Gonsalves further said that a separate U.S. document notes that Kingstown is “devoting significant resources” to implementing an action plan that “would constitute making a significant efforts to bring the country into compliance” with U.S. standards.

In addition, the TIPR notes that SVG participated in Organisation of American States “human trafficking awareness training” and that the government “made some efforts to prevent trafficking and to increase the public’s awareness of human trafficking” in SVG.

“However, these awareness efforts have not affected our tier placement,” Gonsalves said.

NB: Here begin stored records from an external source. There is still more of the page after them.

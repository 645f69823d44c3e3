//! Markdown preparation for speech.
//!
//! Pipe tables read terribly over TTS, and the voice link cannot transport
//! media. Tables are rewritten per the configured mode, and media URLs a
//! reply references are surfaced as bracketed notices.

use std::collections::HashSet;
use std::sync::OnceLock;

use regex::Regex;
use serde::{Deserialize, Serialize};

/// What to do with pipe tables in agent prose
#[derive(Debug, Clone, Copy, PartialEq, Eq, Serialize, Deserialize, Default)]
#[serde(rename_all = "lowercase")]
pub enum TableMode {
    /// Leave tables untouched
    Keep,
    /// Rewrite each data row as a "header: value" bullet line
    #[default]
    Bullets,
    /// Drop table lines entirely
    Strip,
}

/// Rewrite pipe tables in `text` per `mode`.
pub fn sanitize_tables(text: &str, mode: TableMode) -> String {
    if mode == TableMode::Keep || !text.contains('|') {
        return text.to_string();
    }

    let lines: Vec<&str> = text.lines().collect();
    let mut out: Vec<String> = Vec::with_capacity(lines.len());
    let mut i = 0;

    while i < lines.len() {
        if is_table_row(lines[i]) && i + 1 < lines.len() && is_separator_row(lines[i + 1]) {
            let header = split_row(lines[i]);
            let mut j = i + 2;
            while j < lines.len() && is_table_row(lines[j]) {
                if mode == TableMode::Bullets {
                    let row = split_row(lines[j]);
                    let cells: Vec<String> = row
                        .iter()
                        .enumerate()
                        .map(|(idx, cell)| match header.get(idx) {
                            Some(h) if !h.is_empty() => format!("{}: {}", h, cell),
                            _ => cell.clone(),
                        })
                        .collect();
                    out.push(format!("- {}", cells.join(", ")));
                }
                j += 1;
            }
            i = j;
        } else {
            out.push(lines[i].to_string());
            i += 1;
        }
    }

    out.join("\n")
}

fn is_table_row(line: &str) -> bool {
    let trimmed = line.trim();
    trimmed.len() > 1 && trimmed.starts_with('|')
}

fn is_separator_row(line: &str) -> bool {
    let trimmed = line.trim();
    trimmed.starts_with('|')
        && trimmed.contains('-')
        && trimmed.chars().all(|c| matches!(c, '|' | '-' | ':' | ' '))
}

fn split_row(line: &str) -> Vec<String> {
    line.trim()
        .trim_matches('|')
        .split('|')
        .map(|cell| cell.trim().to_string())
        .collect()
}

/// Append a `[media: <url>]` notice for every media URL the text references.
pub fn append_media_notices(text: &str) -> String {
    let urls = media_urls(text);
    if urls.is_empty() {
        return text.to_string();
    }

    let mut out = text.trim_end().to_string();
    for url in urls {
        out.push_str("\n[media: ");
        out.push_str(&url);
        out.push(']');
    }
    out
}

fn media_urls(text: &str) -> Vec<String> {
    static URL_RE: OnceLock<Regex> = OnceLock::new();
    let re = URL_RE.get_or_init(|| Regex::new(r"https?://[^\s)\]>]+").unwrap());

    let mut seen = HashSet::new();
    re.find_iter(text)
        .map(|m| m.as_str().trim_end_matches(['.', ',', ';']).to_string())
        .filter(|url| is_media_url(url))
        .filter(|url| seen.insert(url.clone()))
        .collect()
}

fn is_media_url(url: &str) -> bool {
    const MEDIA_EXTENSIONS: [&str; 12] = [
        ".png", ".jpg", ".jpeg", ".gif", ".webp", ".svg", ".mp3", ".wav", ".ogg", ".m4a", ".mp4",
        ".webm",
    ];
    let lower = url.to_ascii_lowercase();
    let path = lower.split(['?', '#']).next().unwrap_or_default();
    MEDIA_EXTENSIONS.iter().any(|ext| path.ends_with(ext))
}
#[tokio::test]
async fn unparseable_frames_are_dropped_and_connection_survives() {
    let (url, listener) = bind_server().await;
    let harness = spawn_monitor(
        test_account(&url),
        Arc::new(Mutex::new(AccountSessions::default())),
        Arc::new(SilentBridge),
        Duration::from_secs(10),
    );
    let mut server = accept(&listener).await;
    complete_handshake(&mut server).await;

    server
        .send(Message::Text("not json".to_string()))
        .await
        .unwrap();
    send_json(
        &mut server,
        json!({
            "v": 2, "type": "req", "req_id": "bad", "seq": 2,
            "ts": "2025-01-01T00:00:01.000Z", "op": "system.ping", "payload": {}
        }),
    )
    .await;

    // Connection still answers the next well-formed request.
    send_json(
        &mut server,
        json!({
            "v": 1, "type": "req", "req_id": "good", "session_id": null, "seq": 3,
            "ts": "2025-01-01T00:00:02.000Z", "op": "system.ping", "payload": {}
        }),
    )
    .await;
    let res = recv_json(&mut server).await;
    assert_eq!(res["req_id"], "good");

    harness.stop().await;
}

#[tokio::test]
async fn cancellation_closes_1000_and_publishes_final_status() {
    let (url, listener) = bind_server().await;
    let sessions = Arc::new(Mutex::new(AccountSessions::default()));
    let mut harness = spawn_monitor(
        test_account(&url),
        sessions,
        Arc::new(SilentBridge),
        Duration::from_secs(10),
    );
    let mut server = accept(&listener).await;
    complete_handshake(&mut server).await;
    wait_status(&mut harness.status_rx, |s| s.connected).await;

    harness.handle.stop();
    let (code, reason) = wait_close(&mut server).await;
    assert_eq!(code, 1000);
    assert_eq!(reason, "aborted");

    harness.handle.stopped().await;
    let status = harness.status_rx.borrow().clone();
    assert!(!status.running);
    assert!(!status.connected);
    assert!(status.last_stop_at.is_some());
}

#[tokio::test]
async fn frames_before_handshake_completion_are_ignored() {
    let (url, listener) = bind_server().await;
    let harness = spawn_monitor(
        test_account(&url),
        Arc::new(Mutex::new(AccountSessions::default())),
        Arc::new(SilentBridge),
        Duration::from_secs(10),
    );
    let mut server = accept(&listener).await;
    let hello = recv_json(&mut server).await;

    // A request before the hello response must get no reply.
    send_json(
        &mut server,
        json!({
            "v": 1, "type": "req", "req_id": "early", "session_id": null, "seq": 1,
            "ts": "2025-01-01T00:00:00.000Z", "op": "system.ping", "payload": {}
        }),
    )
    .await;
    send_json(&mut server, hello_ok(&hello)).await;

    // The next frame we receive must be the answer to a post-handshake
    // ping, not the early one.
    send_json(
        &mut server,
        json!({
            "v": 1, "type": "req", "req_id": "late", "session_id": null, "seq": 2,
            "ts": "2025-01-01T00:00:01.000Z", "op": "system.ping", "payload": {}
        }),
    )
    .await;
    let res = recv_json(&mut server).await;
    assert_eq!(res["req_id"], "late");

    harness.stop().await;
}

“Indeed, the TIPR itself says that public awareness campaigns will not improve a country’s ranking. This is unfortunate, since national public awareness campaigns have made demonstrable impact on a number of social issues in our small society,” he added.

Adequate laws

Gonsalves said that the Vincentian government has felt that the country has an adequate body of laws to deal with illegal immigration, illegal labour practices, sexual exploitation of minors, prostitution, and other aspects of human trafficking.

He added that the effectiveness of these laws is not diminished because they are not specifically tailored to human trafficking.

“However, because of the aforementioned Congressional assumption that any pre-existing laws in any country are insufficient, SVG has embarked on the drafting of specialized laws in this area. This, of course, could be perceived as a coercive measure by another country’s legislature to prioritize the drafting of laws that may not be necessary or applicable in our local context,” Gonsalves said.

‘divisive political tool’

“We look forward to being moved to higher tier in the next year’s report, but we continue to seek meaningful dialogue with the USA on this issue, their methodology and sources of information,” he said.

“Also, we believe that the USA should re-evaluate the manner in which it issues its report. This report should be a rallying point in the global fight against Human Trafficking, instead of a divisive political tool that sparks more questions than collaborations in our collective quest for the elimination of this evil,” Gonsalves added.

He further said that a number of Caribbean Community nations remain surprised and disappointed by the contents of the TIPR.

“The report should be an occasion for a collective reaffirmation of a global commitment to extinguish Trafficking in Persons in all its aspects. However, on-going questions as to the data collected, transparency, statistical validity, and political influence on the American report continue to distract and divide, rather than unite all stakeholders in this effort,” Gonsalves said.